Far more effort had been put into removing the civilians than in actually looking after them. They were dying because essentially nobody cared that they were. The death rates, as reported by the great humanist campaigner Emily Hobhouse, were 12%. During the entire length of the war around twenty-seven thousand Boer women and children died in those camps; almost half of all Boer children put in the camps did not make it out. And, while these numbers were not recorded, it is estimated that up to twenty thousand black civilians, who made the majority of those sent to the camps, also died, though this was often ignored.
It wasn’t until Spring 1902 that new nurses and a new supply of food reduced the deaths in the camps from that 12% to 2% or less, the same as an average city. Though they were still prison camps, they were no longer the death camps they had been for the last year. But with the farms empty, the crops and animals of those farms were dying. The British were making South Africa a desert. Those civilians who were not in the camps were now dying at a faster rate than those in it, due to the lack of food left in the countryside; and around the same time, Kitchener began circulating instructions to stop capturing new civilians but rather let the guerrillas try to feed them.
The title of those article is from an alleged quote by Kitchener when asked about war atrocities he had committed. “Don't talk to me about atrocities in war; all war is an atrocity.” Certainly all war waged by Kitchener was.
Kitchener was also running out of men to man his blockhouses and so began using his African scouts and labourers as guards and watchers of those block houses and of his columns. And so, while they were never official soldiers and never theoretically allowed on the front lines, it mean they were allowed guns, and so the Boers were increasingly facing armed black men. And not just as part of the British defence system.

The Boers had throughout the war attacked African peoples within the British Empire, stole their cattle, burned down their farms, and massacred them. The closest they had come to facing retaliation was an attack by the Tswana people of British Botswana on a Boer town, where two civilians, and twenty-six militiamen, had died. The Zulu people in particular had faced a brutal series of raids and attacks, and the British had refused to help their subjects beyond giving them permission to defend their own territory.

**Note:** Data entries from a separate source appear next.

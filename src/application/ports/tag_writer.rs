//! Tag Writer Port - 容器元数据写入
//!
//! 在响度标签之后写入广播元数据（标题、同步歌词等），
//! 必须保留已有的增益标签。

use chrono::{DateTime, Datelike, Local};
use std::path::Path;
use thiserror::Error;

use super::audio_codec::AudioFormat;

/// 标签写入错误
#[derive(Debug, Error)]
pub enum TagError {
    #[error("Failed to read tags: {0}")]
    ReadError(String),

    #[error("Failed to write tags: {0}")]
    WriteError(String),
}

/// 每次生成都会写入的广播元数据
#[derive(Debug, Clone, PartialEq)]
pub struct BroadcastMetadata {
    pub title: String,
    pub subtitle: Option<String>,
    pub artist: Option<String>,
    pub album: Option<String>,
    pub source: Option<String>,
    /// 完整脚本文本，写入注释字段
    pub comment: Option<String>,
    /// 同步歌词描述（SynchronizedLyricsDescription）
    pub lyrics_description: String,
    /// 已渲染好的 `[MM:SS.ss]text` 多行文本
    pub synchronized_lyrics: String,
    /// 响度标签，容器复用时可能丢失，这里再写一次
    pub gain_tags: Vec<(String, String)>,
    pub generated_at: DateTime<Local>,
}

impl BroadcastMetadata {
    /// ISO 8601 日期（YYYY-MM-DD）
    pub fn date(&self) -> String {
        self.generated_at.format("%Y-%m-%d").to_string()
    }

    pub fn year(&self) -> u32 {
        self.generated_at.year().max(0) as u32
    }
}

/// 写入结果
#[derive(Debug, Clone, Copy, PartialEq, Eq)]
pub enum TagOutcome {
    Embedded,
    /// 容器格式不支持，已跳过
    Skipped,
}

/// Tag Writer Port
pub trait TagWriterPort: Send + Sync {
    fn write(
        &self,
        path: &Path,
        format: AudioFormat,
        metadata: &BroadcastMetadata,
    ) -> Result<TagOutcome, TagError>;
}

#[cfg(test)]
mod tests {
    use super::*;
    use chrono::TimeZone;

    #[test]
    fn test_date_fields() {
        let metadata = BroadcastMetadata {
            title: "News".into(),
            subtitle: None,
            artist: None,
            album: None,
            source: None,
            comment: None,
            lyrics_description: "Lyrics".into(),
            synchronized_lyrics: String::new(),
            gain_tags: Vec::new(),
            generated_at: Local.with_ymd_and_hms(2024, 3, 9, 14, 5, 0).unwrap(),
        };
        assert_eq!(metadata.date(), "2024-03-09");
        assert_eq!(metadata.year(), 2024);
    }
}
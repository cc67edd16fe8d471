//! ffmpeg loudnorm 分析与增益标签复用
//!
//! 分析: ffmpeg -hide_banner -i <in> -af loudnorm=I=..:LRA=..:TP=..:print_format=json -f null -
//! 报告写在 stderr 中，位于单独一行 `{` 与单独一行 `}` 之间。
//!
//! 复用: ffmpeg -hide_banner -y -i <in> -c copy -map_metadata 0 -metadata k=v ... -f <fmt> <out>
//!
//! 使用临时文件而不是管道：WAV 复用器在管道上无法回写头部长度。

use async_trait::async_trait;
use std::collections::BTreeMap;
use std::path::{Path, PathBuf};
use std::process::Stdio;
use std::time::Duration;
use tokio::process::Command;

use crate::application::ports::{
    AudioFormat, GainTags, LoudnessAnalyzerPort, LoudnessError, LoudnessMeasurement,
    LoudnessTarget,
};

/// ffmpeg 分析器配置
#[derive(Debug, Clone)]
pub struct FfmpegLoudnessConfig {
    pub ffmpeg_path: PathBuf,
    /// 单次调用超时（秒）
    pub timeout_secs: u64,
}

impl Default for FfmpegLoudnessConfig {
    fn default() -> Self {
        Self {
            ffmpeg_path: PathBuf::from("ffmpeg"),
            timeout_secs: 300,
        }
    }
}

/// ffmpeg loudnorm 分析器
pub struct FfmpegLoudnessAnalyzer {
    config: FfmpegLoudnessConfig,
}

impl FfmpegLoudnessAnalyzer {
    pub fn new(config: FfmpegLoudnessConfig) -> Self {
        Self { config }
    }

    /// 运行 ffmpeg，返回 stderr
    async fn run(&self, args: &[String]) -> Result<String, LoudnessError> {
        tracing::debug!(ffmpeg = %self.config.ffmpeg_path.display(), args = ?args, "Running ffmpeg");

        let child = Command::new(&self.config.ffmpeg_path)
            .args(args)
            .stdin(Stdio::null())
            .stdout(Stdio::null())
            .stderr(Stdio::piped())
            .kill_on_drop(true)
            .spawn()
            .map_err(|e| LoudnessError::LaunchFailed(e.to_string()))?;

        let output = tokio::time::timeout(
            Duration::from_secs(self.config.timeout_secs),
            child.wait_with_output(),
        )
        .await
        .map_err(|_| LoudnessError::Timeout(self.config.timeout_secs))?
        .map_err(|e| LoudnessError::IoError(e.to_string()))?;

        let stderr = String::from_utf8_lossy(&output.stderr).into_owned();
        if !output.status.success() {
            return Err(LoudnessError::ProcessFailed {
                status: output.status.code().unwrap_or(-1),
                stderr: tail(&stderr, 20),
            });
        }
        Ok(stderr)
    }
}

#[async_trait]
impl LoudnessAnalyzerPort for FfmpegLoudnessAnalyzer {
    async fn analyze(
        &self,
        input: &Path,
        target: &LoudnessTarget,
    ) -> Result<LoudnessMeasurement, LoudnessError> {
        let stderr = self.run(&build_analysis_args(input, target)).await?;
        let measurement = parse_loudnorm_report(&stderr)?;

        tracing::info!(
            input_i = measurement.input_i,
            input_tp = measurement.input_tp,
            input_lra = ?measurement.input_lra,
            "Loudness measured"
        );
        Ok(measurement)
    }

    async fn apply_gain_tags(
        &self,
        input: &Path,
        output: &Path,
        format: AudioFormat,
        tags: &GainTags,
    ) -> Result<(), LoudnessError> {
        self.run(&build_remux_args(input, output, format, tags))
            .await?;
        tracing::debug!(output = %output.display(), "Gain tags written");
        Ok(())
    }
}

/// 构造分析参数
pub fn build_analysis_args(input: &Path, target: &LoudnessTarget) -> Vec<String> {
    vec![
        "-hide_banner".into(),
        "-nostdin".into(),
        "-i".into(),
        input.display().to_string(),
        "-af".into(),
        format!(
            "loudnorm=I={}:LRA={}:TP={}:print_format=json",
            target.integrated_lufs, target.lra, target.true_peak_db
        ),
        "-f".into(),
        "null".into(),
        "-".into(),
    ]
}

/// 构造复用参数（流复制，不重新编码）
pub fn build_remux_args(
    input: &Path,
    output: &Path,
    format: AudioFormat,
    tags: &GainTags,
) -> Vec<String> {
    let mut args: Vec<String> = vec![
        "-hide_banner".into(),
        "-nostdin".into(),
        "-y".into(),
        "-i".into(),
        input.display().to_string(),
        "-c".into(),
        "copy".into(),
        "-map_metadata".into(),
        "0".into(),
    ];

    for (key, value) in tags.to_pairs() {
        args.push("-metadata".into());
        args.push(format!("{}={}", key, value));
    }

    args.push("-f".into());
    args.push(format.muxer().into());
    args.push(output.display().to_string());
    args
}

/// 从 stderr 中提取 `{` .. `}` 之间的报告
pub fn parse_loudnorm_report(stderr: &str) -> Result<LoudnessMeasurement, LoudnessError> {
    let mut json = String::new();
    let mut inside = false;
    let mut closed = false;

    for line in stderr.lines() {
        let line = line.trim();
        if !inside && line == "{" {
            inside = true;
            json.push_str(line);
        } else if inside {
            json.push_str(line);
            if line == "}" {
                closed = true;
                break;
            }
        }
    }

    if !closed {
        return Err(LoudnessError::MissingReport);
    }

    let raw: BTreeMap<String, serde_json::Value> = serde_json::from_str(&json)
        .map_err(|e| LoudnessError::MalformedReport(e.to_string()))?;

    let report: BTreeMap<String, String> = raw
        .into_iter()
        .map(|(k, v)| {
            let text = match v {
                serde_json::Value::String(s) => s,
                other => other.to_string(),
            };
            (k, text)
        })
        .collect();

    let field = |name: &str| -> Option<f64> { report.get(name).and_then(|v| v.trim().parse().ok()) };

    let input_i = required(&report, "input_i")?;
    let input_tp = required(&report, "input_tp")?;

    Ok(LoudnessMeasurement {
        input_i,
        input_tp,
        input_lra: field("input_lra"),
        input_thresh: field("input_thresh"),
        target_offset: field("target_offset"),
        report,
    })
}

/// 必填字段：必须存在且为有限值（静音输入会得到 -inf）
fn required(report: &BTreeMap<String, String>, name: &'static str) -> Result<f64, LoudnessError> {
    let text = report
        .get(name)
        .ok_or_else(|| LoudnessError::MalformedReport(format!("missing field {}", name)))?;
    let value: f64 = text
        .trim()
        .parse()
        .map_err(|_| LoudnessError::MalformedReport(format!("{} = {:?}", name, text)))?;
    if !value.is_finite() {
        return Err(LoudnessError::NonFinite { field: name, value });
    }
    Ok(value)
}

fn tail(text: &str, lines: usize) -> String {
    let all: Vec<&str> = text.lines().collect();
    all[all.len().saturating_sub(lines)..].join("\n")
}

#[cfg(test)]
mod tests {
    use super::*;

    const STDERR: &str = r#"Input #0, wav, from 'mix.wav':
  Duration: 00:01:10.00, bitrate: 1536 kb/s
[Parsed_loudnorm_0 @ 0x55d5c8a0] 
{
	"input_i" : "-27.61",
	"input_tp" : "-4.47",
	"input_lra" : "18.06",
	"input_thresh" : "-39.20",
	"output_i" : "-22.88",
	"output_tp" : "-2.00",
	"output_lra" : "7.00",
	"output_thresh" : "-34.33",
	"normalization_type" : "dynamic",
	"target_offset" : "-0.12"
}
size=N/A time=00:01:10.00 bitrate=N/A speed= 612x
"#;

    #[test]
    fn test_parse_report() {
        let m = parse_loudnorm_report(STDERR).unwrap();
        assert_eq!(m.input_i, -27.61);
        assert_eq!(m.input_tp, -4.47);
        assert_eq!(m.input_lra, Some(18.06));
        assert_eq!(m.target_offset, Some(-0.12));
        assert_eq!(m.report["normalization_type"], "dynamic");
    }

    #[test]
    fn test_missing_report() {
        assert!(matches!(
            parse_loudnorm_report("no json here\n{ \"input_i\": 1"),
            Err(LoudnessError::MissingReport)
        ));
        assert!(matches!(
            parse_loudnorm_report(""),
            Err(LoudnessError::MissingReport)
        ));
    }

    #[test]
    fn test_non_finite_measurement_is_rejected() {
        let stderr = "{\n\"input_i\" : \"-inf\",\n\"input_tp\" : \"-inf\"\n}\n";
        assert!(matches!(
            parse_loudnorm_report(stderr),
            Err(LoudnessError::NonFinite { field: "input_i", .. })
        ));

        let stderr = "{\n\"input_i\" : \"-20.0\",\n\"input_tp\" : \"nan\"\n}\n";
        assert!(matches!(
            parse_loudnorm_report(stderr),
            Err(LoudnessError::NonFinite { field: "input_tp", .. })
        ));
    }

    #[test]
    fn test_malformed_report() {
        let stderr = "{\n\"input_i\" : \"loud\",\n\"input_tp\" : \"-1\"\n}\n";
        assert!(matches!(
            parse_loudnorm_report(stderr),
            Err(LoudnessError::MalformedReport(_))
        ));

        let stderr = "{\nnot json\n}\n";
        assert!(matches!(
            parse_loudnorm_report(stderr),
            Err(LoudnessError::MalformedReport(_))
        ));
    }

    #[test]
    fn test_analysis_args_carry_targets() {
        let args = build_analysis_args(Path::new("/tmp/mix.wav"), &LoudnessTarget::default());
        let af = args.iter().position(|a| a == "-af").unwrap();
        assert_eq!(args[af + 1], "loudnorm=I=-23:LRA=7:TP=-2:print_format=json");
        assert_eq!(&args[args.len() - 3..], &["-f", "null", "-"]);
    }

    #[test]
    fn test_remux_args() {
        let tags = GainTags {
            track_gain_db: 4.61,
            track_peak: 0.597,
            r128_track_gain: Some(1180),
            r128_album_gain: Some(0),
            report: parse_loudnorm_report(STDERR).unwrap().report,
        };
        let args = build_remux_args(
            Path::new("in.opus"),
            Path::new("out.opus"),
            AudioFormat::Opus,
            &tags,
        );
        assert!(args.windows(2).any(|w| w == ["-c", "copy"]));
        assert!(args.contains(&"replaygain_track_gain=4.61 dB".to_string()));
        assert!(args.contains(&"R128_TRACK_GAIN=1180".to_string()));
        assert!(args.windows(2).any(|w| w == ["-metadata", "input_i=-27.61"]));
        assert!(args.windows(2).any(|w| w == ["-metadata", "target_offset=-0.12"]));
        assert!(args.contains(&"normalization_type=dynamic".to_string()));
        assert_eq!(args.last().unwrap(), "out.opus");
    }

    #[tokio::test]
    async fn test_missing_binary_fails_to_launch() {
        let analyzer = FfmpegLoudnessAnalyzer::new(FfmpegLoudnessConfig {
            ffmpeg_path: PathBuf::from("/nonexistent/ffmpeg-binary"),
            timeout_secs: 5,
        });
        let err = analyzer
            .analyze(Path::new("/tmp/none.wav"), &LoudnessTarget::default())
            .await
            .unwrap_err();
        assert!(matches!(err, LoudnessError::LaunchFailed(_)));
    }
}
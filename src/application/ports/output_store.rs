//! Output Store Port - 成品输出
//!
//! 中间文件全部写在暂存区内；只有所有阶段都成功后才把成品移动到最终位置。
//! 暂存区被丢弃时自动删除，失败的运行不会留下半成品。

use async_trait::async_trait;
use std::path::{Path, PathBuf};
use thiserror::Error;

use super::audio_codec::AudioFormat;

/// 输出错误
#[derive(Debug, Error)]
pub enum OutputError {
    #[error("Failed to create staging area in {dir}: {message}")]
    StagingFailed { dir: String, message: String },

    #[error("Failed to persist {from} -> {to}: {message}")]
    PersistFailed {
        from: String,
        to: String,
        message: String,
    },
}

/// 一次运行的暂存区
#[async_trait]
pub trait StagingArea: Send + Sync {
    /// 暂存区内的文件路径
    fn path_for(&self, file_name: &str) -> PathBuf;

    /// 把暂存文件移动到最终位置
    ///
    /// `destination` 为空时按输出模板命名；成功后暂存区被删除
    async fn persist(
        self: Box<Self>,
        staged: &Path,
        format: AudioFormat,
        destination: Option<&Path>,
    ) -> Result<PathBuf, OutputError>;
}

/// Output Store Port
#[async_trait]
pub trait OutputStorePort: Send + Sync {
    /// 为一次运行创建暂存区
    async fn begin(&self) -> Result<Box<dyn StagingArea>, OutputError>;
}
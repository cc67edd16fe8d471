//! Persistence Layer - 数据持久化
//!
//! Sled 存储实现

pub mod sled;

pub use self::sled::{SledCacheConfig, SledSpeechCache};
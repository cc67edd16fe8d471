//! 应用层 - 用例编排
//!
//! 包含：
//! - ports: 六边形架构端口定义（SpeechProvider、SpeechCache、AudioCodec、LoudnessAnalyzer 等）
//! - synthesis: 旁白合成（缓存优先、有序并发、峰值标准化）
//! - commands: 广播生成命令及处理器
//! - error: 应用层错误定义

pub mod commands;
pub mod error;
pub mod ports;
pub mod synthesis;

// Re-exports
pub use commands::{
    handlers::{AssembleBroadcastHandler, AssembleSettings},
    AssembleBroadcast, BroadcastArtifact,
};

pub use error::BroadcastError;

pub use synthesis::{
    SegmentSynthesizer, SpeechCache, SynthesisReport, SynthesisSettings, SynthesizedNarrations,
};
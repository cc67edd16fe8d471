//! Configuration Module
//!
//! 提供应用配置管理功能，支持多层级配置来源：
//! - 环境变量（最高优先级）
//! - 配置文件（TOML 格式）
//! - 默认值（最低优先级）

mod loader;
mod types;

pub use loader::{load_config, load_config_from_path, print_config, validate_config, ConfigError};
pub use types::{
    AppConfig, AudioConfig, BedConfig, CacheConfig, LexiconConfig, LexiconEntry, LogConfig,
    LoudnessConfig, MetadataConfig, OutputConfig, SfxConfig, SfxCueConfig, TtsConfig,
    TtsProvider,
};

On the 8th of May 1902, a Zulu Army ran into a Boer raiding party and wiped it out, killing fifty-six commandoes, men the guerrillas could neither afford to lose or were strong enough to avenge. This was the first real response any African had dared muster. The Boers were now faced with the nightmare scenario of their position as the superior race in the country threatened, not by British laws, but by a proliferation of weapons to their subject people and their own weakness. It was the Zulus today but maybe it would be Swazi or the Pedi next.
They were also increasingly running out of horses and cattle and had lost any hope of an actual victory. Not only because they couldn’t beat the British but because they were no longer united. More and more prisoners of war, knowing that they were already deemed traitors by guerrillas who would attack their families, began openly working with the British, who were the only ones who would accept them. By the end of the war around a third as many Boers from the Republic were in the British Army as were against them. If the war continued, that number might be even.
In mid-May 1902, the guerrillas were offered terms by the British again. While the amnesty, the self-government, and the war reparations remained, the rights for the natives were quietly dropped. The Republics, under British rule, would keep all-white voting laws. The British, it turned out, didn’t actually need the moral high ground if they gained the riches of South Africa. The Boers were now given an option between a timeline wherein they kept both their unity and their whip hand over the blacks and one where they did not. Better to be run by London than the Zulus.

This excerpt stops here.